──────── Data in this exercise

//! Producer/consumer playback pipeline.
//!
//! ```text
//!  metro-producer thread                    calling thread
//! ┌────────────────────────┐  bounded   ┌──────────────────┐
//! │ source ──► Mixer ──────┼──queue────►│ sink.write(...)  │
//! │   ▲                    │  (chunks)  │                  │
//! │   └─ StopSignal check  │            │ timeout=underrun │
//! └────────────────────────┘            └──────────────────┘
//! ```
//!
//! The queue is sized in seconds of audio so that it can carry playback
//! through the render of a whole segment: the producer only pulls the next
//! segment after the last chunk of the current one is queued.
//!
//! The producer blocks when the queue is full; the consumer waits up to two
//! chunk periods before counting an underrun and waiting again. A stop request
//! is seen by the producer at the next segment boundary: the segment in flight
//! is mixed and queued in full, the mixer tail is faded out, and the queue
//! hangs up. The consumer drains what is left and the sink is closed once.

use crate::{Chunk, Error, Mixer, MixerConfig, PlaybackSink, Result};
use crossbeam_channel::{Receiver, RecvTimeoutError, Sender, bounded};
use metro_core::SegmentSource;
use std::sync::Arc;
use std::sync::atomic::{AtomicBool, Ordering};
use std::time::{Duration, Instant};

/// Default queue length in seconds of audio.
pub const DEFAULT_QUEUE_SECS: f32 = 2.0;

/// Shared stop request, safe to trigger from a signal handler thread.
#[derive(Debug, Clone, Default)]
pub struct StopSignal(Arc<AtomicBool>);

impl StopSignal {
    /// Fresh, un-triggered signal.
    pub fn new() -> Self {
        Self::default()
    }

    /// Ask the pipeline to stop after the current segment.
    pub fn request_stop(&self) {
        self.0.store(true, Ordering::SeqCst);
    }

    /// True once a stop was requested.
    pub fn is_stop_requested(&self) -> bool {
        self.0.load(Ordering::SeqCst)
    }
}

/// Why a run ended.
#[derive(Debug, Clone, Copy, PartialEq, Eq, Hash)]
pub enum StopReason {
    /// The source had nothing more to play (e.g. the run budget was used up).
    SourceExhausted,
    /// A stop was requested.
    Interrupted,
}

/// Summary of a finished run.
#[derive(Debug, Clone, PartialEq)]
pub struct PlaybackReport {
    /// Why the run ended.
    pub reason: StopReason,
    /// Segments pulled from the source.
    pub segments: u64,
    /// Chunks written to the sink.
    pub chunks: u64,
    /// Frames written to the sink, final padding included.
    pub frames: u64,
    /// Times the consumer waited two chunk periods without data.
    pub underruns: u64,
    /// Underruns the sink saw on the device side.
    pub device_underruns: u64,
    /// Output sample rate.
    pub sample_rate: u32,
    /// Wall-clock time of the run.
    pub elapsed: Duration,
}

impl PlaybackReport {
    /// Audio written, in seconds.
    pub fn duration_secs(&self) -> f64 {
        self.frames as f64 / f64::from(self.sample_rate.max(1))
    }
}

/// Runs a [`SegmentSource`] through a [`Mixer`] into a [`PlaybackSink`].
#[derive(Debug, Clone)]
pub struct PlaybackAdapter {
    config: MixerConfig,
    queue_secs: f32,
}

impl PlaybackAdapter {
    /// Adapter with the default queue length.
    pub fn new(config: MixerConfig) -> Self {
        Self {
            config,
            queue_secs: DEFAULT_QUEUE_SECS,
        }
    }

    /// Override the queue length in seconds. The queue always holds at
    /// least one chunk.
    pub fn with_queue_secs(mut self, secs: f32) -> Self {
        self.queue_secs = if secs.is_finite() { secs.max(0.0) } else { 0.0 };
        self
    }

    /// Mixer settings.
    pub fn config(&self) -> &MixerConfig {
        &self.config
    }

    /// Queue length in seconds.
    pub fn queue_secs(&self) -> f32 {
        self.queue_secs
    }

    /// Queue depth in chunks, rounded up to cover [`queue_secs`](Self::queue_secs).
    pub fn queue_depth(&self) -> usize {
        let chunks = (self.queue_secs / self.config.chunk_secs()).ceil();
        (chunks as usize).max(1)
    }

    /// Play `source` on `sink` until it is exhausted or `stop` is triggered.
    ///
    /// The sink is opened before anything is synthesized, so a missing
    /// device fails fast. Once open, it is closed exactly once whatever
    /// happens afterwards.
    pub fn run<K, S>(&self, sink: &mut K, source: S, stop: &StopSignal) -> Result<PlaybackReport>
    where
        K: PlaybackSink + ?Sized,
        S: SegmentSource + Send,
    {
        let started_at = Instant::now();
        let format = self.config.format;
        sink.open(format)?;
        tracing::info!(
            sink = sink.name(),
            sample_rate = format.sample_rate,
            channels = format.channel_count(),
            queue_secs = self.queue_secs,
            queue_depth = self.queue_depth(),
            "playback started"
        );

        let (tx, rx) = bounded::<Chunk>(self.queue_depth());
        let timeout = Duration::from_secs_f32(2.0 * self.config.chunk_secs());
        let channels = u64::from(format.channel_count());
        let config = self.config;

        let outcome = std::thread::scope(|scope| -> Result<(Consumed, Produced)> {
            let producer = std::thread::Builder::new()
                .name("metro-producer".to_string())
                .spawn_scoped(scope, move || produce(source, config, &tx, stop))
                .map_err(|e| Error::Stream(format!("failed to spawn producer: {e}")))?;

            let consumed = consume(&mut *sink, &rx, timeout, channels);
            // Unblocks the producer if the consumer bailed out early.
            drop(rx);
            let produced = producer.join().map_err(|_| Error::ProducerPanicked)?;
            Ok((consumed, produced))
        });

        let closed = sink.close();
        let (consumed, produced) = outcome?;
        if let Some(err) = consumed.error {
            return Err(err);
        }
        closed?;

        let report = PlaybackReport {
            reason: if produced.interrupted {
                StopReason::Interrupted
            } else {
                StopReason::SourceExhausted
            },
            segments: produced.segments,
            chunks: consumed.chunks,
            frames: consumed.frames,
            underruns: consumed.underruns,
            device_underruns: sink.device_underruns(),
            sample_rate: format.sample_rate,
            elapsed: started_at.elapsed(),
        };
        tracing::info!(
            reason = ?report.reason,
            segments = report.segments,
            seconds = report.duration_secs(),
            underruns = report.underruns,
            "playback finished"
        );
        Ok(report)
    }
}

struct Produced {
    segments: u64,
    interrupted: bool,
}

fn produce<S: SegmentSource>(
    mut source: S,
    config: MixerConfig,
    tx: &Sender<Chunk>,
    stop: &StopSignal,
) -> Produced {
    let mut mixer = Mixer::new(config);
    let mut segments = 0;

    let interrupted = loop {
        if stop.is_stop_requested() {
            tracing::info!(segments, "stop requested, flushing");
            break true;
        }
        let Some(segment) = source.next_segment() else {
            break false;
        };
        segments += 1;
        for chunk in mixer.push(&segment) {
            if tx.send(chunk).is_err() {
                tracing::debug!("consumer hung up");
                return Produced {
                    segments,
                    interrupted: stop.is_stop_requested(),
                };
            }
        }
    };

    for chunk in mixer.finish() {
        if tx.send(chunk).is_err() {
            break;
        }
    }
    Produced {
        segments,
        interrupted,
    }
}

struct Consumed {
    chunks: u64,
    frames: u64,
    underruns: u64,
    error: Option<Error>,
}

fn consume<K: PlaybackSink + ?Sized>(
    sink: &mut K,
    rx: &Receiver<Chunk>,
    timeout: Duration,
    channels: u64,
) -> Consumed {
    let mut out = Consumed {
        chunks: 0,
        frames: 0,
        underruns: 0,
        error: None,
    };

    loop {
        match rx.recv_timeout(timeout) {
            Ok(chunk) => {
                if let Err(err) = sink.write(&chunk) {
                    tracing::error!(%err, "sink write failed");
                    out.error = Some(err);
                    break;
                }
                out.chunks += 1;
                out.frames += chunk.len() as u64 / channels;
            }
            Err(RecvTimeoutError::Timeout) if out.chunks == 0 => {
                tracing::debug!("waiting for the first segment");
            }
            Err(RecvTimeoutError::Timeout) => {
                out.underruns += 1;
                tracing::warn!(underruns = out.underruns, "buffer underrun");
            }
            Err(RecvTimeoutError::Disconnected) => break,
        }
    }
    out
}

────────────────

▶ [Assigned task] Check each line of the listing above for the string "through", and report how many lines contain it, as a number alone.

▶ [Written solution] 2